Like everything else about humans I would imagine that proprioception runs in a bell curve with the peak being average and the high point being where most gifted atheletes would fall.   I would hazard a guess that most people who stick with skiing are average and above in proprioception. If you don't feel like sports comes naturally to you I would hazard a guess that you are near average and the right clothing might enhance your learning curve. 

 

For myself, I can't stand  things like tights for a base layer.  Now I can see the reason might be that tights send back a lot of touchy feely information.  Now I think tights might give me information overload.  My wife on the otherhand seems to have a lot of undergarments that lay close to the skin.  I think I will do more study into this to possibly help her as even walking has its challenges.  She falls a lot.

 

Just my two cents.

post #23 of 24

probably not proprioception per se, but the effectiveness of muscle firing and control yes.

post #24 of 24
Don't take this the wrong way, as I'm actually interested in this product, but; any time I work out, the third day is always the most painful/sore.
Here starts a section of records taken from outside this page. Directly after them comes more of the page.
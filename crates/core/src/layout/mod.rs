//! Axis layout engine.
//!
//! [`compute_layout`] is a pure function of the dataset, configuration and
//! viewport size. It maps every dated item onto a canvas wider than the
//! viewport through a single [`YearAxis`], resolves collisions, and returns
//! the position table together with the render commands for the surface.

pub mod axis;
pub mod discoveries;
pub mod events;
pub mod links;
pub mod people;
pub mod positions;
pub mod publications;

pub use axis::{TickKind, YearAxis, YearTick};
pub use discoveries::DiscoveryPlacement;
pub use events::{EventMetrics, EventPlacement};
pub use links::PersonLink;
pub use people::{PortraitOffsets, PortraitPlacement, Row};
pub use positions::PositionTable;
pub use publications::PublicationPlacement;

use paper_trails_protocol::{RenderCommand, SharedStr, Size};
use serde::{Deserialize, Serialize};

use crate::config::TimelineConfig;
use crate::highlight::HighlightIndex;
use crate::model::Dataset;
use crate::preferences::{DEFAULT_PORTRAIT, PortraitStyle};

/// Optional layers that can be switched off from the controls.
#[derive(Debug, Clone, Copy, PartialEq, Eq, Serialize, Deserialize)]
pub struct LayerToggles {
    pub discoveries: bool,
    pub events: bool,
}

impl Default for LayerToggles {
    fn default() -> Self {
        Self {
            discoveries: true,
            events: true,
        }
    }
}

#[derive(Debug, Clone, PartialEq)]
pub struct LayoutOptions {
    pub layers: LayerToggles,
    pub portrait_style: PortraitStyle,
    pub default_portrait: SharedStr,
}

impl Default for LayoutOptions {
    fn default() -> Self {
        Self {
            layers: LayerToggles::default(),
            portrait_style: PortraitStyle::default(),
            default_portrait: DEFAULT_PORTRAIT.into(),
        }
    }
}

/// Result of one full layout pass.
#[derive(Debug, Clone, Default, PartialEq)]
pub struct Layout {
    /// Canvas size at scale 1.
    pub canvas: Size,
    /// `None` for an empty layout.
    pub axis: Option<YearAxis>,
    pub positions: PositionTable,
    pub commands: Vec<RenderCommand>,
    pub highlights: HighlightIndex,
    pub portraits: Vec<PortraitPlacement>,
    pub publications: Vec<PublicationPlacement>,
    pub links: Vec<PersonLink>,
    pub discoveries: Vec<DiscoveryPlacement>,
    pub events: Vec<EventPlacement>,
}

impl Layout {
    pub fn is_empty(&self) -> bool {
        self.axis.is_none()
    }
}

/// Lay out the whole timeline for a viewport.
///
/// Publications are placed before portraits so each portrait's connecting
/// line can resolve its first publication from the table. A degenerate
/// viewport or year range yields an empty layout.
pub fn compute_layout(
    dataset: &Dataset,
    config: &TimelineConfig,
    viewport: Size,
    options: &LayoutOptions,
) -> Layout {
    if viewport.is_degenerate() {
        log::warn!(
            "viewport {}x{} is degenerate, skipping layout",
            viewport.width,
            viewport.height
        );
        return Layout::default();
    }
    let Some(axis) = YearAxis::for_viewport(config, viewport) else {
        log::warn!(
            "empty year range {}..{}, skipping layout",
            config.start_year,
            config.end_year
        );
        return Layout::default();
    };
    let axis_y = axis.axis_y();
    let mut positions = PositionTable::new();

    let publications =
        publications::place_publications(&dataset.people, &axis, config.publication_size, &mut positions);
    let portraits = people::place_portraits(
        &dataset.people,
        &axis,
        config.photo_size,
        PortraitOffsets {
            base: config.photo_base_offset * axis_y,
            stagger: config.photo_vertical_stagger * axis_y,
        },
        options.portrait_style,
        &options.default_portrait,
        &mut positions,
    );
    let links = links::connect_people(&portraits, &positions);

    let discoveries = if options.layers.discoveries {
        discoveries::place_discoveries(
            &dataset.discoveries,
            &axis,
            config.discovery_size,
            config.discovery_base_offset * axis_y,
            config.discovery_stagger_padding,
            &mut positions,
        )
    } else {
        Vec::new()
    };

    let metrics = EventMetrics {
        base_offset: config.event_base_offset * axis_y,
        text_size: config.event_text_size,
        line_height: config.event_line_height,
        box_padding: config.event_box_padding,
        level_gap: config.event_vertical_padding,
    };
    let events = if options.layers.events {
        events::place_events(&dataset.events, &axis, &metrics, &mut positions)
    } else {
        Vec::new()
    };

    let mut highlights = HighlightIndex::new();
    for key in portraits.iter().map(|p| &p.key).chain(publications.iter().map(|p| &p.key)) {
        highlights.insert(key);
    }

    let ticks = axis.ticks();
    let mut commands = axis::axis_commands(&axis, &ticks);
    commands.push(RenderCommand::BeginGroup {
        id: "lines".into(),
        label: None,
    });
    commands.extend(links::link_commands(&links));
    commands.extend(discoveries::discovery_line_commands(&discoveries));
    commands.extend(events::event_line_commands(&events, &axis));
    commands.push(RenderCommand::EndGroup);
    commands.extend(publications::publication_commands(&publications));
    commands.extend(people::portrait_commands(&portraits, &options.default_portrait));
    if options.layers.discoveries {
        commands.extend(discoveries::discovery_commands(&discoveries));
    }
    if options.layers.events {
        commands.extend(events::event_commands(&events, &metrics));
    }
    commands.push(RenderCommand::BeginGroup {
        id: "labels".into(),
        label: Some("Year labels".into()),
    });
    commands.extend(axis::label_commands(&axis, &ticks));
    commands.push(RenderCommand::EndGroup);

    log::info!(
        "layout: {}x{} canvas, {} people, {} publications, {} discoveries, {} events",
        axis.canvas_width(),
        viewport.height,
        portraits.len(),
        publications.len(),
        discoveries.len(),
        events.len()
    );

    Layout {
        canvas: Size::new(axis.canvas_width(), viewport.height),
        axis: Some(axis),
        positions,
        commands,
        highlights,
        portraits,
        publications,
        links,
        discoveries,
        events,
    }
}
//! Hover highlighting of a person's group.
//!
//! The surface reports which [`ItemKey`] the pointer is over; hovering any
//! part of a person (portrait, connecting line, publication marker) lights
//! up the whole group. [`HoverTracker`] turns successive hover reports into
//! the keys to switch off and on.

use std::collections::BTreeMap;

use paper_trails_protocol::{ItemKey, SharedStr};
use serde::Serialize;

/// Person id → every key drawn for that person.
#[derive(Debug, Clone, Default, PartialEq)]
pub struct HighlightIndex {
    groups: BTreeMap<SharedStr, Vec<ItemKey>>,
}

impl HighlightIndex {
    pub fn new() -> Self {
        Self::default()
    }

    /// Add `key` to its person's group. Keys that don't belong to a person
    /// are ignored, as are repeats.
    pub fn insert(&mut self, key: &ItemKey) {
        let Some(person) = key.person_id() else {
            return;
        };
        let group = self.groups.entry(person.clone()).or_default();
        if !group.contains(key) {
            group.push(key.clone());
        }
    }

    /// Keys of the group `key` belongs to; empty for unrelated keys.
    pub fn group_of(&self, key: &ItemKey) -> &[ItemKey] {
        key.person_id()
            .and_then(|id| self.groups.get(id))
            .map(Vec::as_slice)
            .unwrap_or(&[])
    }

    pub fn len(&self) -> usize {
        self.groups.len()
    }

    pub fn is_empty(&self) -> bool {
        self.groups.is_empty()
    }
}

/// Keys whose highlight must be removed and added, in that order.
#[derive(Debug, Clone, Default, PartialEq, Eq, Serialize)]
pub struct HighlightChange {
    pub leave: Vec<ItemKey>,
    pub enter: Vec<ItemKey>,
}

impl HighlightChange {
    pub fn is_empty(&self) -> bool {
        self.leave.is_empty() && self.enter.is_empty()
    }
}

#[derive(Debug, Clone, Default, PartialEq, Eq)]
pub struct HoverTracker {
    current: Option<SharedStr>,
}

impl HoverTracker {
    pub fn new() -> Self {
        Self::default()
    }

    pub fn current(&self) -> Option<&SharedStr> {
        self.current.as_ref()
    }

    /// Move the hover to `key` (or to nothing). Moving within the same
    /// person's group produces no change.
    pub fn update(&mut self, key: Option<&ItemKey>, index: &HighlightIndex) -> HighlightChange {
        let next = key
            .filter(|k| !index.group_of(k).is_empty())
            .and_then(ItemKey::person_id)
            .cloned();
        if next == self.current {
            return HighlightChange::default();
        }
        let leave = self
            .current
            .take()
            .map(|id| index.group_of(&ItemKey::Person(id)).to_vec())
            .unwrap_or_default();
        let enter = key
            .filter(|_| next.is_some())
            .map(|k| index.group_of(k).to_vec())
            .unwrap_or_default();
        self.current = next;
        HighlightChange { leave, enter }
    }
}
And by Sunday you had skied 3 days, as opposed to 1 on Saturday.
Quote:
Originally Posted by mtcyclist View Post

Dynamic balance?  IDK about that, but I bought a two pair of the 3/4 insulator tights about three years ago through PSIA and I really don't like to wear anything else as a base layer in the early season.  IME they make a difference in the amount of fatigue I have at the end of a fairly hard day of skiing.  Last December I spent three days skiing at Big Sky in PSIA clinics.  I wore the Opedix tights on Friday and Saturday and Patagonia Merino blend bottoms on Sunday.  My legs felt fine Friday and Saturday evenings but when I left Sunday, after skiing all day, my legs were definitely tired.  Later in the season I don't think they make as much difference.